Der Putzbau wurde 1779 nach Plänen Johann Joachim Buschs errichtet. Eine weitgehend einem Neubau gleichkommende Umgestaltung des Neustädtischen Palais im Stil der französischen Renaissance erfolgte 1877 bis 1878 durch Hermann Willebrand. Dabei blieben die dreiflügelige und zweigeschossige Anlage mit dreigeschossigem Mittelrisalit und dem Ehrenhof erhalten. Das frühere Mansarddach wurde durch ein Plateaudach mit Dachgauben ersetzt.
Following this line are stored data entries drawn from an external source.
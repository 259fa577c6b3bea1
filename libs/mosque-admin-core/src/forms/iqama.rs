//! Iqama form

use super::{parse_optional, require};
use crate::error::FieldErrors;
use crate::models::{IqamaMode, PrayerIqamaIn, PrayerIqamaOut, PrayerName};
use mosque_admin_common::{
    format_hh_mm, parse_hh_mm, DEFAULT_FIXED_IQAMA_TIME, MAX_IQAMA_OFFSET_MINUTES,
};
use serde::{Deserialize, Serialize};

/// Raw state of the iqama editor
///
/// Only the field belonging to the selected mode is sent: `offset_minutes`
/// in offset mode, `fixed_time` in fixed mode.
#[derive(Debug, Clone, PartialEq, Eq, Serialize, Deserialize)]
pub struct IqamaForm {
    pub mosque_id: String,
    pub prayer_name: PrayerName,
    pub mode: IqamaMode,
    pub offset_minutes: String,
    pub fixed_time: String,
}

impl IqamaForm {
    /// Blank form for `mosque_id`
    #[must_use]
    pub fn new(mosque_id: impl Into<String>) -> Self {
        Self {
            mosque_id: mosque_id.into(),
            prayer_name: PrayerName::Fajr,
            mode: IqamaMode::Offset,
            offset_minutes: "0".to_string(),
            fixed_time: DEFAULT_FIXED_IQAMA_TIME.to_string(),
        }
    }

    /// Form hydrated from an existing setting, or blank when there is none
    #[must_use]
    pub fn from_iqama(mosque_id: impl Into<String>, existing: Option<&PrayerIqamaOut>) -> Self {
        let mut form = Self::new(mosque_id);
        if let Some(iqama) = existing {
            form.prayer_name = iqama.prayer_name;
            form.mode = iqama.mode;
            if let Some(offset) = iqama.offset_minutes {
                form.offset_minutes = offset.to_string();
            }
            if let Some(time) = &iqama.fixed_time {
                form.fixed_time.clone_from(time);
            }
        }
        form
    }

    /// Convert to a create/update payload
    ///
    /// # Errors
    /// Returns field errors for a missing mosque, an offset that is not a
    /// whole number within two hours, or a fixed time that is not `HH:MM`
    pub fn to_payload(&self) -> Result<PrayerIqamaIn, FieldErrors> {
        let mut errors = FieldErrors::new();
        require(&mut errors, "mosque_id", &self.mosque_id, "Mosque ID is required");

        let (offset_minutes, fixed_time) = match self.mode {
            IqamaMode::Offset => (self.parse_offset(&mut errors), None),
            IqamaMode::Fixed => (None, self.parse_fixed_time(&mut errors)),
        };

        errors.into_result(PrayerIqamaIn {
            mosque_id: self.mosque_id.trim().to_string(),
            prayer_name: self.prayer_name,
            mode: self.mode,
            offset_minutes,
            fixed_time,
        })
    }

    fn parse_offset(&self, errors: &mut FieldErrors) -> Option<i32> {
        require(errors, "offset_minutes", &self.offset_minutes, "Offset is required");
        let offset = parse_optional::<i32>(
            errors,
            "offset_minutes",
            &self.offset_minutes,
            "Offset must be a whole number of minutes",
        )?;
        if offset.abs() > MAX_IQAMA_OFFSET_MINUTES {
            errors.insert(
                "offset_minutes",
                format!(
                    "Offset must be between -{MAX_IQAMA_OFFSET_MINUTES} and {MAX_IQAMA_OFFSET_MINUTES} minutes"
                ),
            );
            return None;
        }
        Some(offset)
    }

    fn parse_fixed_time(&self, errors: &mut FieldErrors) -> Option<String> {
        match parse_hh_mm(&self.fixed_time) {
            Ok(time) => Some(format_hh_mm(&time)),
            Err(_) => {
                errors.insert("fixed_time", "Time must be in HH:MM format");
                None
            }
        }
    }
}
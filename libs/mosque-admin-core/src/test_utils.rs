//! Test utilities: a scripted API client, a recording notifier and fixtures

use crate::api::{ApiClient, ApiResponse};
use crate::error::{AdminError, Result};
use crate::models::{
    CalculationMethodOut, CreateEventQuery, DailyPrayerTimes, EventListQuery, EventOut,
    EventTranslationIn, EventTranslationQuery, IqamaMode, MosqueOut, MosquePrayerTimesQuery,
    MosqueUpdate, Paginated, PrayerConfigQuery, PrayerConfigurationIn, PrayerConfigurationOut,
    PrayerConfigurationUpdate, PrayerIqamaIn, PrayerIqamaOut, PrayerName, PrayerTimeUploadOut,
    PrayerTimesQuery, PrayerTimesUploadQuery, PrayerTune, School, UploadFile,
};
use crate::notify::Notifier;
use async_trait::async_trait;
use chrono::{NaiveDate, TimeZone, Utc};
use parking_lot::Mutex;
use serde::de::DeserializeOwned;
use serde::Serialize;
use serde_json::{json, Value};
use std::collections::{HashMap, VecDeque};

/// Operation names understood by [`MockApiClient`]
pub mod ops {
    pub const LIST_EVENTS: &str = "list_events";
    pub const CREATE_EVENT: &str = "create_event";
    pub const CREATE_EVENT_TRANSLATION: &str = "create_event_translation";
    pub const LIST_PRAYER_CONFIGS: &str = "list_prayer_configs";
    pub const ADD_PRAYER_CONFIG: &str = "add_prayer_config";
    pub const UPDATE_PRAYER_CONFIG: &str = "update_prayer_config";
    pub const LIST_PRAYER_IQAMAS: &str = "list_prayer_iqamas";
    pub const CREATE_PRAYER_IQAMA: &str = "create_prayer_iqama";
    pub const UPDATE_PRAYER_IQAMA: &str = "update_prayer_iqama";
    pub const GET_PRAYER_TIMES: &str = "get_prayer_times";
    pub const GET_PRAYER_TIMES_FOR_MOSQUE: &str = "get_prayer_times_for_mosque";
    pub const UPLOAD_PRAYER_TIMES: &str = "upload_prayer_times";
    pub const GET_CALCULATION_METHODS: &str = "get_calculation_methods";
    pub const GET_MOSQUE: &str = "get_mosque";
    pub const UPDATE_MOSQUE: &str = "update_mosque";
}

/// A notification captured by [`RecordingNotifier`]
#[derive(Debug, Clone, PartialEq, Eq)]
pub enum Notification {
    Success(String),
    Error(String),
}

/// Notifier that keeps every notification in order
#[derive(Debug, Default)]
pub struct RecordingNotifier {
    notifications: Mutex<Vec<Notification>>,
}

impl RecordingNotifier {
    #[must_use]
    pub fn new() -> Self {
        Self::default()
    }

    #[must_use]
    pub fn notifications(&self) -> Vec<Notification> {
        self.notifications.lock().clone()
    }

    #[must_use]
    pub fn successes(&self) -> Vec<String> {
        self.notifications
            .lock()
            .iter()
            .filter_map(|n| match n {
                Notification::Success(m) => Some(m.clone()),
                Notification::Error(_) => None,
            })
            .collect()
    }

    #[must_use]
    pub fn errors(&self) -> Vec<String> {
        self.notifications
            .lock()
            .iter()
            .filter_map(|n| match n {
                Notification::Error(m) => Some(m.clone()),
                Notification::Success(_) => None,
            })
            .collect()
    }

    #[must_use]
    pub fn is_empty(&self) -> bool {
        self.notifications.lock().is_empty()
    }
}

impl Notifier for RecordingNotifier {
    fn success(&self, message: &str) {
        self.notifications
            .lock()
            .push(Notification::Success(message.to_string()));
    }

    fn error(&self, message: &str) {
        self.notifications
            .lock()
            .push(Notification::Error(message.to_string()));
    }
}

/// A scripted response for one API call
#[derive(Debug, Clone)]
pub enum MockResponse {
    Data(Value),
    /// Success envelope without data
    Empty,
    Error { status: u16, message: String },
}

impl MockResponse {
    pub fn data<T: Serialize>(value: &T) -> Self {
        Self::Data(serde_json::to_value(value).unwrap_or(Value::Null))
    }

    pub fn error(status: u16, message: impl Into<String>) -> Self {
        Self::Error {
            status,
            message: message.into(),
        }
    }
}

/// One call received by [`MockApiClient`]
#[derive(Debug, Clone, PartialEq)]
pub struct RecordedCall {
    pub operation: &'static str,
    pub path: Option<String>,
    pub payload: Value,
}

/// API client that replays scripted responses and records every call
///
/// Responses are queued per operation. The last queued response for an
/// operation is replayed for every further call.
#[derive(Debug, Default)]
pub struct MockApiClient {
    responses: Mutex<HashMap<&'static str, VecDeque<MockResponse>>>,
    calls: Mutex<Vec<RecordedCall>>,
}

impl MockApiClient {
    #[must_use]
    pub fn new() -> Self {
        Self::default()
    }

    /// Queue a response for `operation`
    pub fn respond(&self, operation: &'static str, response: MockResponse) {
        self.responses
            .lock()
            .entry(operation)
            .or_default()
            .push_back(response);
    }

    /// Builder form of [`respond`](Self::respond)
    #[must_use]
    pub fn with_response(self, operation: &'static str, response: MockResponse) -> Self {
        self.respond(operation, response);
        self
    }

    /// Number of calls made to `operation`
    #[must_use]
    pub fn call_count(&self, operation: &str) -> usize {
        self.calls
            .lock()
            .iter()
            .filter(|c| c.operation == operation)
            .count()
    }

    #[must_use]
    pub fn calls(&self) -> Vec<RecordedCall> {
        self.calls.lock().clone()
    }

    /// Most recent call to `operation`
    #[must_use]
    pub fn last_call(&self, operation: &str) -> Option<RecordedCall> {
        self.calls
            .lock()
            .iter()
            .rev()
            .find(|c| c.operation == operation)
            .cloned()
    }

    fn reply<T: DeserializeOwned>(
        &self,
        operation: &'static str,
        path: Option<&str>,
        payload: Value,
    ) -> Result<ApiResponse<T>> {
        self.calls.lock().push(RecordedCall {
            operation,
            path: path.map(str::to_string),
            payload,
        });

        let response = {
            let mut responses = self.responses.lock();
            let queue = responses.get_mut(operation);
            match queue {
                Some(queue) if queue.len() > 1 => queue.pop_front(),
                Some(queue) => queue.front().cloned(),
                None => None,
            }
        };

        match response {
            Some(MockResponse::Data(value)) => Ok(ApiResponse::new(serde_json::from_value(value)?)),
            Some(MockResponse::Empty) => Ok(ApiResponse::empty()),
            Some(MockResponse::Error { status, message }) => Err(AdminError::api(status, message)),
            None => Err(AdminError::unknown(format!(
                "no response scripted for {operation}"
            ))),
        }
    }
}

fn to_json<T: Serialize>(value: &T) -> Value {
    serde_json::to_value(value).unwrap_or(Value::Null)
}

#[async_trait]
impl ApiClient for MockApiClient {
    async fn list_events(
        &self,
        mosque_id: &str,
        query: &EventListQuery,
    ) -> Result<ApiResponse<Paginated<EventOut>>> {
        self.reply(ops::LIST_EVENTS, Some(mosque_id), to_json(query))
    }

    async fn create_event(&self, query: &CreateEventQuery) -> Result<ApiResponse<EventOut>> {
        self.reply(ops::CREATE_EVENT, None, to_json(query))
    }

    async fn create_event_translation(
        &self,
        event_id: &str,
        query: &EventTranslationQuery,
        body: &EventTranslationIn,
    ) -> Result<ApiResponse<EventOut>> {
        self.reply(
            ops::CREATE_EVENT_TRANSLATION,
            Some(event_id),
            json!({ "query": query, "body": body }),
        )
    }

    async fn list_prayer_configs(
        &self,
        query: &PrayerConfigQuery,
    ) -> Result<ApiResponse<Paginated<PrayerConfigurationOut>>> {
        self.reply(ops::LIST_PRAYER_CONFIGS, None, to_json(query))
    }

    async fn add_prayer_config(
        &self,
        mosque_id: &str,
        body: &PrayerConfigurationIn,
    ) -> Result<ApiResponse<PrayerConfigurationOut>> {
        self.reply(ops::ADD_PRAYER_CONFIG, Some(mosque_id), to_json(body))
    }

    async fn update_prayer_config(
        &self,
        prayer_config_id: &str,
        body: &PrayerConfigurationUpdate,
    ) -> Result<ApiResponse<PrayerConfigurationOut>> {
        self.reply(ops::UPDATE_PRAYER_CONFIG, Some(prayer_config_id), to_json(body))
    }

    async fn list_prayer_iqamas(
        &self,
        mosque_id: &str,
    ) -> Result<ApiResponse<Vec<PrayerIqamaOut>>> {
        self.reply(ops::LIST_PRAYER_IQAMAS, Some(mosque_id), Value::Null)
    }

    async fn create_prayer_iqama(
        &self,
        body: &PrayerIqamaIn,
    ) -> Result<ApiResponse<PrayerIqamaOut>> {
        self.reply(ops::CREATE_PRAYER_IQAMA, None, to_json(body))
    }

    async fn update_prayer_iqama(
        &self,
        prayer_iqama_id: &str,
        body: &PrayerIqamaIn,
    ) -> Result<ApiResponse<PrayerIqamaOut>> {
        self.reply(ops::UPDATE_PRAYER_IQAMA, Some(prayer_iqama_id), to_json(body))
    }

    async fn get_prayer_times(
        &self,
        query: &PrayerTimesQuery,
    ) -> Result<ApiResponse<Vec<DailyPrayerTimes>>> {
        self.reply(ops::GET_PRAYER_TIMES, None, to_json(query))
    }

    async fn get_prayer_times_for_mosque(
        &self,
        mosque_id: &str,
        query: &MosquePrayerTimesQuery,
    ) -> Result<ApiResponse<Vec<DailyPrayerTimes>>> {
        self.reply(ops::GET_PRAYER_TIMES_FOR_MOSQUE, Some(mosque_id), to_json(query))
    }

    async fn upload_prayer_times(
        &self,
        query: &PrayerTimesUploadQuery,
        file: &UploadFile,
    ) -> Result<ApiResponse<PrayerTimeUploadOut>> {
        self.reply(
            ops::UPLOAD_PRAYER_TIMES,
            None,
            json!({ "query": query, "file_name": file.name, "size": file.size() }),
        )
    }

    async fn get_calculation_methods(&self) -> Result<ApiResponse<Vec<CalculationMethodOut>>> {
        self.reply(ops::GET_CALCULATION_METHODS, None, Value::Null)
    }

    async fn get_mosque(&self, mosque_id: &str) -> Result<ApiResponse<MosqueOut>> {
        self.reply(ops::GET_MOSQUE, Some(mosque_id), Value::Null)
    }

    async fn update_mosque(
        &self,
        mosque_id: &str,
        body: &MosqueUpdate,
    ) -> Result<ApiResponse<MosqueOut>> {
        self.reply(ops::UPDATE_MOSQUE, Some(mosque_id), to_json(body))
    }
}

/// Identifier of the mosque used across fixtures
pub const TEST_MOSQUE_ID: &str = "6f1c2a9e-3b7d-4c1e-9a55-0d2f8e7b4c10";

#[must_use]
pub fn create_test_prayer_config(id: &str) -> PrayerConfigurationOut {
    PrayerConfigurationOut {
        id: id.to_string(),
        mosque_id: TEST_MOSQUE_ID.to_string(),
        calculation_method: 2,
        school: Some(School::Shafi),
        midnight_mode: None,
        latitude_adjustment_method: None,
        tune: true,
        tunes: PrayerTune {
            fajr_tune: Some(2),
            isha_tune: Some(-1),
            ..PrayerTune::default()
        },
        fajr_angle: Some(18.0),
        maghrib_angle: None,
        isha_angle: Some(17.0),
        shafaq: None,
        calendar_method: None,
        adjustment: None,
    }
}

#[must_use]
pub fn create_test_prayer_configs(count: usize) -> Paginated<PrayerConfigurationOut> {
    Paginated::single_page(
        (0..count)
            .map(|i| create_test_prayer_config(&format!("cfg-{i}")))
            .collect(),
    )
}

#[must_use]
pub fn create_test_iqama(id: &str, prayer_name: PrayerName) -> PrayerIqamaOut {
    PrayerIqamaOut {
        id: id.to_string(),
        mosque_id: TEST_MOSQUE_ID.to_string(),
        prayer_name,
        mode: IqamaMode::Offset,
        offset_minutes: Some(10),
        fixed_time: None,
    }
}

#[must_use]
pub fn create_test_event(id: &str) -> EventOut {
    EventOut {
        id: id.to_string(),
        mosque_id: TEST_MOSQUE_ID.to_string(),
        title: "Friday halaqa".to_string(),
        description: Some("Weekly study circle".to_string()),
        start_time: Utc
            .with_ymd_and_hms(2024, 3, 15, 19, 30, 0)
            .single()
            .unwrap_or_default(),
        end_time: None,
        language: Some("en".to_string()),
    }
}

#[must_use]
pub fn create_test_mosque() -> MosqueOut {
    MosqueOut {
        id: TEST_MOSQUE_ID.to_string(),
        name: "Masjid an-Nur".to_string(),
        address: Some("1 High Street".to_string()),
        city: Some("Leeds".to_string()),
        country: Some("United Kingdom".to_string()),
        latitude: Some(53.8),
        longitude: Some(-1.55),
        timezone: Some("Europe/London".to_string()),
    }
}

#[must_use]
pub fn create_test_daily_times(date: NaiveDate) -> DailyPrayerTimes {
    DailyPrayerTimes {
        date,
        fajr: "05:02".to_string(),
        sunrise: "06:31".to_string(),
        dhuhr: "12:15".to_string(),
        asr: "15:20".to_string(),
        maghrib: "17:58".to_string(),
        isha: "19:25".to_string(),
        hijri_date: None,
    }
}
Die Fassaden erhielten eine kräftige Putzquaderung, stark profilierte Gesimse, Herme und Verzierungen in Form von Festons.

Stil

Das gediegene, aber bescheidenen Barockpalais erhielt 1780 nach dessen Einbezug in eine Dreiflügelanlage nach 1845 eine weitgehend dem Klassizismus verpflichtete Anmutung. Die für die mecklenburgischen Staats- und Repräsentationsbauten im Land und in Schwerin typische Gliederung mit einem rustizierten Erdgeschoss und großen Bogeneinfahrten in den Vorderfronten der beiden Seitenflügel bleibt auch erhalten, nachdem das Haus nun reich verziert im Stil der französischen Renaissance überplant wurde. Der Festsaal 1849 von Georg Demmer als Provisorium erbaut weist, wie das Treppenhaus und die vielen im Original erhaltenen reichen Raumfolgen, die herausragende Bedeutung dieser großherzoglichen Villa im Residenz Ensemble Schwerins auf.

Neustädtisches Palais

Standort

Nach eingehender Restaurierung des Ensembles befindet sich hier seit 2012 das Justizministerium von Mecklenburg-Vorpommern.